(Stored items)
══════════════════════════════

//! Scripted in-memory backend for tests and offline demos.

use std::sync::atomic::{AtomicU32, Ordering};
use std::sync::Mutex;

use async_trait::async_trait;
use chrono::Utc;
use uuid::Uuid;

use quizdrill_core::error::ServiceError;
use quizdrill_core::model::{AnswerResult, Quiz, ScoredAttempt};
use quizdrill_core::traits::{AttemptSubmission, QuizService};

/// A mock quiz backend that grades locally against an answer key.
///
/// It stands in for the remote scorer: one point per question, exact match
/// after trimming. Tests can prime it to fail upcoming submissions and can
/// inspect how it was called.
pub struct MockQuizService {
    quiz: Quiz,
    answer_key: Vec<String>,
    /// Number of submit calls made.
    submit_count: AtomicU32,
    /// Last submission received.
    last_submission: Mutex<Option<AttemptSubmission>>,
    /// Errors to return from upcoming submit calls, in order.
    scripted_failures: Mutex<Vec<ServiceError>>,
    /// Scored attempts kept for `fetch_attempt`.
    stored: Mutex<Vec<ScoredAttempt>>,
}

impl MockQuizService {
    /// Create a mock for one quiz with its answer key. The key is positional:
    /// `answer_key[i]` grades `quiz.questions[i]`.
    pub fn new(quiz: Quiz, answer_key: Vec<String>) -> Self {
        Self {
            quiz,
            answer_key,
            submit_count: AtomicU32::new(0),
            last_submission: Mutex::new(None),
            scripted_failures: Mutex::new(Vec::new()),
            stored: Mutex::new(Vec::new()),
        }
    }

    /// Make the next submit call fail with the given error.
    pub fn fail_next_submit(&self, error: ServiceError) {
        self.scripted_failures.lock().unwrap().push(error);
    }

    /// Number of submit calls made so far.
    pub fn submit_count(&self) -> u32 {
        self.submit_count.load(Ordering::Relaxed)
    }

    /// The last submission received, if any.
    pub fn last_submission(&self) -> Option<AttemptSubmission> {
        self.last_submission.lock().unwrap().clone()
    }

    fn grade(&self, submission: &AttemptSubmission) -> ScoredAttempt {
        let answers: Vec<AnswerResult> = self
            .answer_key
            .iter()
            .enumerate()
            .map(|(i, correct_answer)| {
                let question = &self.quiz.questions[i];
                let user_answer = submission.answers.get(i).cloned().unwrap_or_default();
                let correct =
                    !user_answer.is_empty() && user_answer.trim() == correct_answer.trim();
                AnswerResult {
                    question_id: question.id.clone(),
                    user_answer,
                    correct_answer: correct_answer.clone(),
                    correct,
                    points_earned: if correct { 1.0 } else { 0.0 },
                    max_points: 1.0,
                    options: question.options().to_vec(),
                    resources: vec![],
                }
            })
            .collect();

        let total_score = answers.iter().map(|a| a.points_earned).sum();

        ScoredAttempt {
            id: Uuid::new_v4().to_string(),
            quiz_id: self.quiz.id.clone(),
            total_score,
            max_score: self.answer_key.len() as f64,
            duration_sec: submission.time_spent_sec,
            timed_out: submission.timed_out,
            answers,
            created_at: Utc::now(),
        }
    }
}

#[async_trait]
impl QuizService for MockQuizService {
    fn name(&self) -> &str {
        "mock"
    }

    async fn fetch_quiz(&self, quiz_id: &str) -> anyhow::Result<Quiz> {
        if quiz_id != self.quiz.id {
            return Err(ServiceError::NotFound(quiz_id.to_string()).into());
        }
        Ok(self.quiz.clone())
    }

    async fn submit_attempt(
        &self,
        quiz_id: &str,
        submission: &AttemptSubmission,
    ) -> anyhow::Result<ScoredAttempt> {
        self.submit_count.fetch_add(1, Ordering::Relaxed);
        *self.last_submission.lock().unwrap() = Some(submission.clone());

        if quiz_id != self.quiz.id {
            return Err(ServiceError::NotFound(quiz_id.to_string()).into());
        }
        if submission.answers.len() != self.quiz.questions.len() {
            return Err(ServiceError::Validation(format!(
                "expected {} answers, got {}",
                self.quiz.questions.len(),
                submission.answers.len()
            ))
            .into());
        }
        {
            let mut failures = self.scripted_failures.lock().unwrap();
            if !failures.is_empty() {
                return Err(failures.remove(0).into());
            }
        }

        let scored = self.grade(submission);
        self.stored.lock().unwrap().push(scored.clone());
        Ok(scored)
    }

    async fn fetch_attempt(
        &self,
        quiz_id: &str,
        attempt_id: &str,
    ) -> anyhow::Result<ScoredAttempt> {
        if quiz_id != self.quiz.id {
            return Err(ServiceError::NotFound(quiz_id.to_string()).into());
        }
        self.stored
            .lock()
            .unwrap()
            .iter()
            .find(|a| a.id == attempt_id)
            .cloned()
            .ok_or_else(|| ServiceError::NotFound(attempt_id.to_string()).into())
    }
}
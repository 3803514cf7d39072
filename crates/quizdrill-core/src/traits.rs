//! The `QuizService` trait and the types that cross it.
//!
//! The engine never grades answers itself; it talks to the platform through
//! this trait. `quizdrill-client` provides the HTTP implementation and an
//! in-memory mock.

use async_trait::async_trait;
use serde::{Deserialize, Serialize};

use crate::model::{Quiz, ScoredAttempt};

/// The remote quiz platform: fetches quizzes and scores submissions.
#[async_trait]
pub trait QuizService: Send + Sync {
    /// Human-readable backend name (e.g. "http", "mock").
    fn name(&self) -> &str;

    /// Fetch a quiz by id. Fails with `ServiceError::NotFound` if the quiz
    /// does not exist.
    async fn fetch_quiz(&self, quiz_id: &str) -> anyhow::Result<Quiz>;

    /// Submit an attempt for scoring. Every call creates a new scoring
    /// record on the platform; callers must not retry a call that succeeded.
    async fn submit_attempt(
        &self,
        quiz_id: &str,
        submission: &AttemptSubmission,
    ) -> anyhow::Result<ScoredAttempt>;

    /// Fetch a previously scored attempt, e.g. when opening a shared results
    /// link. Independent of any in-memory attempt state.
    async fn fetch_attempt(&self, quiz_id: &str, attempt_id: &str)
        -> anyhow::Result<ScoredAttempt>;
}

/// The payload sent to the scorer. `answers[i]` corresponds positionally to
/// `Quiz.questions[i]`; a skipped question is an empty string.
#[derive(Debug, Clone, Serialize, Deserialize)]
pub struct AttemptSubmission {
    /// Who is submitting.
    pub user_id: String,
    /// One answer per question, in question order.
    pub answers: Vec<String>,
    /// Seconds the learner spent on the attempt.
    pub time_spent_sec: u64,
    /// True when the countdown, not the learner, triggered the submission.
    #[serde(default)]
    pub timed_out: bool,
}

/// Read-only identity capability injected into the engine at construction,
/// instead of a global session lookup.
#[derive(Debug, Clone, Serialize, Deserialize)]
pub struct Session {
    /// The authenticated learner's id.
    pub user_id: String,
}

impl Session {
    pub fn new(user_id: impl Into<String>) -> Self {
        Self {
            user_id: user_id.into(),
        }
    }
}
//! HTTP implementation of `QuizService` against the platform REST API.

use async_trait::async_trait;
use tracing::instrument;

use quizdrill_core::error::ServiceError;
use quizdrill_core::model::{Quiz, ScoredAttempt};
use quizdrill_core::traits::{AttemptSubmission, QuizService};

/// Remote quiz platform over HTTP.
///
/// Endpoints:
/// - `GET  /api/quizzes/{quiz_id}`
/// - `POST /api/quizzes/{quiz_id}/attempts`
/// - `GET  /api/quizzes/{quiz_id}/attempts/{attempt_id}`
pub struct HttpQuizService {
    base_url: String,
    api_token: Option<String>,
    timeout_secs: u64,
    client: reqwest::Client,
}

impl HttpQuizService {
    pub fn new(base_url: &str, api_token: Option<String>, timeout_secs: u64) -> Self {
        let client = reqwest::Client::builder()
            .timeout(std::time::Duration::from_secs(timeout_secs))
            .build()
            .expect("failed to build HTTP client");

        Self {
            base_url: base_url.trim_end_matches('/').to_string(),
            api_token,
            timeout_secs,
            client,
        }
    }

    fn request(&self, method: reqwest::Method, path: &str) -> reqwest::RequestBuilder {
        let mut req = self.client.request(method, format!("{}{path}", self.base_url));
        if let Some(token) = &self.api_token {
            req = req.header("Authorization", format!("Bearer {token}"));
        }
        req
    }

    fn transport_error(&self, e: reqwest::Error) -> ServiceError {
        if e.is_timeout() {
            ServiceError::Timeout(self.timeout_secs)
        } else {
            ServiceError::Network(e.to_string())
        }
    }

    /// Map a non-success status to the matching `ServiceError`.
    async fn check_status(
        response: reqwest::Response,
        what: &str,
    ) -> Result<reqwest::Response, ServiceError> {
        let status = response.status().as_u16();
        if status < 400 {
            return Ok(response);
        }
        let body = response.text().await.unwrap_or_default();
        Err(match status {
            404 => ServiceError::NotFound(what.to_string()),
            400 | 422 => ServiceError::Validation(body),
            401 => ServiceError::AuthFailed(body),
            _ => ServiceError::ApiError {
                status,
                message: body,
            },
        })
    }

    async fn parse_json<T: serde::de::DeserializeOwned>(
        response: reqwest::Response,
    ) -> Result<T, ServiceError> {
        response.json().await.map_err(|e| ServiceError::ApiError {
            status: 0,
            message: format!("failed to parse response: {e}"),
        })
    }
}

#[async_trait]
impl QuizService for HttpQuizService {
    fn name(&self) -> &str {
        "http"
    }

    #[instrument(skip(self), fields(quiz = %quiz_id))]
    async fn fetch_quiz(&self, quiz_id: &str) -> anyhow::Result<Quiz> {
        let response = self
            .request(reqwest::Method::GET, &format!("/api/quizzes/{quiz_id}"))
            .send()
            .await
            .map_err(|e| self.transport_error(e))?;
        let response = Self::check_status(response, quiz_id).await?;
        Ok(Self::parse_json(response).await?)
    }

    #[instrument(skip(self, submission), fields(quiz = %quiz_id))]
    async fn submit_attempt(
        &self,
        quiz_id: &str,
        submission: &AttemptSubmission,
    ) -> anyhow::Result<ScoredAttempt> {
        let response = self
            .request(
                reqwest::Method::POST,
                &format!("/api/quizzes/{quiz_id}/attempts"),
            )
            .json(submission)
            .send()
            .await
            .map_err(|e| self.transport_error(e))?;
        let response = Self::check_status(response, quiz_id).await?;
        Ok(Self::parse_json(response).await?)
    }

    #[instrument(skip(self), fields(quiz = %quiz_id, attempt = %attempt_id))]
    async fn fetch_attempt(
        &self,
        quiz_id: &str,
        attempt_id: &str,
    ) -> anyhow::Result<ScoredAttempt> {
        let response = self
            .request(
                reqwest::Method::GET,
                &format!("/api/quizzes/{quiz_id}/attempts/{attempt_id}"),
            )
            .send()
            .await
            .map_err(|e| self.transport_error(e))?;
        let response = Self::check_status(response, attempt_id).await?;
        Ok(Self::parse_json(response).await?)
    }
}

══════════════════════════════

Which lines above hold the string "serde"? Show each of them.

use serde::{Deserialize, Serialize};
    #[serde(default)]
    async fn parse_json<T: serde::de::DeserializeOwned>(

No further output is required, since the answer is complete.